Reviewed by Bob Bonner

March 20, 2022

 


Wounds of War:  How the VA Delivers Health, Healing, and Hope to the Nation’s Veterans by Suzanne Gordon. (Cornell University Press, 2018, 464 pages.)


 

Suzanne Gordon has written a blasphemous four-hundred-page book that extols the virtues of a health care system based on need, instead of greed. She demonstrates the superiority of the Veterans Health Administration (VHA) provision of patient care compared to a private, fee-for-service model that suffers from fragmentation, unaccountability, uncontrolled cost, and the absence of care coordination.

Gordon makes her case by citing numerous studies by Rand Corporation and other investigators, and by using personal observation and interviews with veterans, VA staff, representatives of the health care union representing most VA workers (American Federation of Government Employees), people in the  VA Central Office, members of Congress, and representatives of Veterans Service Organizations. As a former VA registered nurse and local union official I don’t believe there are many people that know more about the functioning of the VA than the author who has spent five years studying its work.

She begins with a short history of the VA but quickly advances to documenting the metamorphosis of a system once mired in bureaucracy and stagnation but now transformed into a dynamic innovator of care that consistently outperforms its private sector counterpart in both cost and patient outcomes. That kind of performance did not go unnoticed by those making their fortunes off private sector care.  They quickly organized an army of sixteen conservative lobbying groups to demand the “immediate privatization’ of VHA. Most of the players had received Koch Brothers’ money and they hired former Florida Congressman, Jeff Miller, an old Tea Partier and enemy of VA care, to peddle their case.

Nobody was more disappointed in VA excellence than President George W. Bush (2001-2009) who went after the agency with a vengeance characterized by locking Priority Eight veterans out of the system, and by implementing co-pays, which his administration knew would drive many veterans away. Bush’s attack extended to having Rep. Christopher Smith, R-NJ, removed as Chairman of the House VA committee because he balked at signing off on the president’s anemic VA appropriation.

Ms. Gordon highlights the integration of teamwork into Primary Care, which has been called the” most significant improvement in primary care in the last decade.”  She describes it  as “primary care as it should be” entailing comprehensiveness, continuity, and concern for the entire patient rather than a single organ system. She writes glowingly of VHA work with blind rehab aimed at helping veterans to function, use prosthetics, manage chronic pain, cope with spinal cord injuries, eldercare  and end of life issues, not to speak of  its missions of teaching, research, clinical care, and emergency preparedness. Sections on mental health care and PTSD (Post Traumatic Stress Disorder) describe incredible strides in those fields.

She makes observations on VA care of the homeless which we could/should adopt as a society including the declaration that “housing is health care.” Forty-five percent of all homeless are African American or Hispanic. Homeless are more likely to attempt suicide. She describes how the VHA has attacked the problem of veterans that become entangled in the legal system with alternatives to jail, VA Justice Outreach, establishment of 147 pro bono legal clinics in its facilities, 220 veterans’ treatment courts and a system of “collaborative justice”. Not something we should ignore as a country that accounts for 25% of the world’s incarcerated. The VA has accomplished this and more despite being chronically understaffed and underfunded and caring for a patient population that is older, poorer, and sicker than others.
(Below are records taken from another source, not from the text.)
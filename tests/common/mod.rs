//! Shared fixtures for integration tests.
#![allow(dead_code)]

use std::collections::{HashMap, VecDeque};
use std::sync::Mutex;

use sense_api::rest::Params;
use sense_api::{
    ApiKey, ApiUrl, HttpClient, HttpError, HttpRequest, HttpResponse, SenseConfig, Transport,
};
use serde_json::{json, Value};

pub const TEST_KEY: &str = "test-key";

/// Builds a client pointed at a mock server, authenticated with [`TEST_KEY`].
pub fn client_for(server_uri: &str) -> HttpClient {
    let config = SenseConfig::builder()
        .api_url(ApiUrl::new(format!("{server_uri}/api/v2")).unwrap())
        .api_key(ApiKey::new(TEST_KEY).unwrap())
        .build()
        .unwrap();
    HttpClient::new(&config).unwrap()
}

pub fn params(value: Value) -> Params {
    value.as_object().cloned().unwrap()
}

pub fn dummy_node(uid: &str) -> Value {
    json!({
        "object": "node",
        "url": format!("http://127.0.0.1:8200/api/v2/nodes/{uid}/"),
        "uid": uid,
        "createdAt": "2014-04-01T15:56:12",
        "updatedAt": "2014-07-12T12:16:12",
        "label": "node__dummy",
        "paused": false,
        "subscribes": [
            {
                "object": "feed",
                "uid": "OlkQpUi5x4rS8RyxNOpKYR9CrPrGuhWg",
                "label": "Profile",
                "type": "profile"
            }
        ],
        "publishes": [
            {
                "object": "feed",
                "uid": "AiX2oDNRjswKT9yxMAXNAgxcGBqeHX7P",
                "label": "Motion",
                "type": "motion"
            }
        ]
    })
}

pub fn dummy_user() -> Value {
    json!({
        "object": "user",
        "username": "user__dummy",
        "country": "FR",
        "createdAt": "2014-04-01T09:29:58",
        "updatedAt": "2014-04-01T09:29:58",
        "devices": [dummy_node("testuid")]
    })
}

pub fn dummy_subscription() -> Value {
    json!({
        "object": "subscription",
        "uid": "testuid",
        "createdAt": "2014-12-04T16:28:09",
        "updatedAt": "2014-12-04T16:28:09",
        "label": "subscription__dummy",
        "paused": false,
        "subscribes": [
            {
                "object": "feed",
                "uid": "eJXayFlDihokjC00D8NFXXeIQnjF4R5x",
                "label": "Presence",
                "type": "presence"
            }
        ],
        "publishes": [],
        "resource": {
            "object": "resource",
            "type": "subscription",
            "slug": "subscription"
        },
        "gatewayUrl": "https://yodel.eu"
    })
}

pub fn dummy_feed() -> Value {
    json!({
        "object": "feed",
        "uid": "testuid",
        "label": "Presence",
        "type": "presence"
    })
}

pub fn dummy_event() -> Value {
    json!({
        "profile": null,
        "dateServer": null,
        "signal": null,
        "dateEvent": "2014-04-16T12:39:11.542637",
        "data": {"message": "Mother was connected during 0:04:02.032074"},
        "payload": "Mother was connected during 0:04:02.032074",
        "nodeUid": "6gqyjjGi0WMYa12pzT7cPgQ3H6M9gKYr"
    })
}

/// A page of nodes with uids `{prefix}0..{prefix}{count}`.
pub fn nodes_page(prefix: &str, count: usize, next: Option<&str>, prev: Option<&str>) -> Value {
    let objects: Vec<Value> = (0..count)
        .map(|i| dummy_node(&format!("{prefix}{i}")))
        .collect();
    json!({
        "object": "list",
        "links": {"next": next, "prev": prev},
        "totalObjects": 9,
        "objects": objects
    })
}

/// An in-memory transport replaying queued responses and recording requests.
#[derive(Default)]
pub struct RecordingTransport {
    responses: Mutex<VecDeque<HttpResponse>>,
    requests: Mutex<Vec<HttpRequest>>,
}

impl RecordingTransport {
    pub fn new() -> Self {
        Self::default()
    }

    pub fn respond(self, code: u16, body: Value) -> Self {
        self.responses
            .lock()
            .unwrap()
            .push_back(HttpResponse::new(code, HashMap::new(), body));
        self
    }

    pub fn request_count(&self) -> usize {
        self.requests.lock().unwrap().len()
    }

    pub fn requests(&self) -> Vec<HttpRequest> {
        self.requests.lock().unwrap().clone()
    }
}

impl Transport for RecordingTransport {
    async fn request(&self, request: HttpRequest) -> Result<HttpResponse, HttpError> {
        self.requests.lock().unwrap().push(request);
        let response = self.responses.lock().unwrap().pop_front();
        Ok(response.unwrap_or_else(|| {
            HttpResponse::new(500, HashMap::new(), json!({"detail": "no response queued"}))
        }))
    }
}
Suzanne Gordon is an unabashed supporter of VA health care as is this reviewer. I am very thankful for her efforts on behalf of veterans and VHA which have not been limited to this publication. I share her fear of privatization due to the powerful forces we face. They would include the sitting president, insurers, and congress members of both parties who pretend that sending PTSD patients to private settings for their fifteen-minute appointment for emotional breakdown, or military sexual assault victims, TBI patients, or victims of exposure to toxins private sector MDs have not even heard of, would somehow produce a better, less costly patient outcomes.

We both ascribe to the belief that instead of Medicare for All, the battle cry should be VA Care for All. As she has said,” Medicare is just a payer”. If I could add anything to what she has proposed it would be that all the internal VA executive boards and committees include veterans.

Beyond that, I would plead with anybody concerned with satisfying our obligation to “care for those that have borne the battle” the state of health care in America, the privatization of public services, and the resultant corruption of government by powerful financial forces, please read this book. Please get involved in the struggle to save a true public asset.

 

Bob Bonner is former president of AFGE Local 2028 in Pittsburgh, PA where he represented US Veterans Administration workers.